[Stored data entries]
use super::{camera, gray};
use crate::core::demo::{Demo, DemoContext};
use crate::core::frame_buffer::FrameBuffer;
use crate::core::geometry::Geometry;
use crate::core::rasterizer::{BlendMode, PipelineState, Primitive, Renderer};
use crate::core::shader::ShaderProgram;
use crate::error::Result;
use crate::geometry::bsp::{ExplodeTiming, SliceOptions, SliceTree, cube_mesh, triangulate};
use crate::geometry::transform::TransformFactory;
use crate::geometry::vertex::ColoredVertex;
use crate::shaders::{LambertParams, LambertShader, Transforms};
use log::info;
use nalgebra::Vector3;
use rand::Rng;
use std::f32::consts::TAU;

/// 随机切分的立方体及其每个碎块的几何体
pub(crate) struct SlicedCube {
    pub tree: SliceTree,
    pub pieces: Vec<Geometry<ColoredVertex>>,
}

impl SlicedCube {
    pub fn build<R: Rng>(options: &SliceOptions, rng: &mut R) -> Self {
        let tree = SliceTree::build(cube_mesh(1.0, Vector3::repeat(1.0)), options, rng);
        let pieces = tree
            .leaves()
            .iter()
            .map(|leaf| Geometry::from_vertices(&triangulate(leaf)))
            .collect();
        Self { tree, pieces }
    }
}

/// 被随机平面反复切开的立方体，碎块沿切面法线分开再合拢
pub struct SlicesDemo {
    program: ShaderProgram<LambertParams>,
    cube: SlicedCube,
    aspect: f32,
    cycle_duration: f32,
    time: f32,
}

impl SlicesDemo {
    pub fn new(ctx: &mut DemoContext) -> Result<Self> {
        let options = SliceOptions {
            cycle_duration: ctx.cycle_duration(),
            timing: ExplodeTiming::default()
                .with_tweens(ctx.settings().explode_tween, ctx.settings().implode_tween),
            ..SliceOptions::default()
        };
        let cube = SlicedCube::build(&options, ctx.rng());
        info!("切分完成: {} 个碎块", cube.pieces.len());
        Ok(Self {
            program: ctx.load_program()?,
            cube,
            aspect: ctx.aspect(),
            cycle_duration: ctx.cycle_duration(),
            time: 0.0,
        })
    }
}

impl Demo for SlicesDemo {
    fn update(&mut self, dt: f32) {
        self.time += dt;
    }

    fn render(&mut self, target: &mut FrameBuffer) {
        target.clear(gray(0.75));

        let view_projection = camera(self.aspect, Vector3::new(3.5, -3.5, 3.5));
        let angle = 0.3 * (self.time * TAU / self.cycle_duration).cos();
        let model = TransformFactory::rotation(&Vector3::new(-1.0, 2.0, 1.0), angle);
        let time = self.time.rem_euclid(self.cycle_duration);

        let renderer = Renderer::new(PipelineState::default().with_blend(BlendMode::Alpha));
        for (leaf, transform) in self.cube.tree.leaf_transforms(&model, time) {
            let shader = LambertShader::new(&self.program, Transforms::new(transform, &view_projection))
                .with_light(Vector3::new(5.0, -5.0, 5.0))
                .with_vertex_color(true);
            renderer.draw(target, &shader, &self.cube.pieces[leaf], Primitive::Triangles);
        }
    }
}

_Exercise brief_. For the records above, state the number of lines that contain "ExplodeTiming", and provide nothing further.

_Answer below_. 2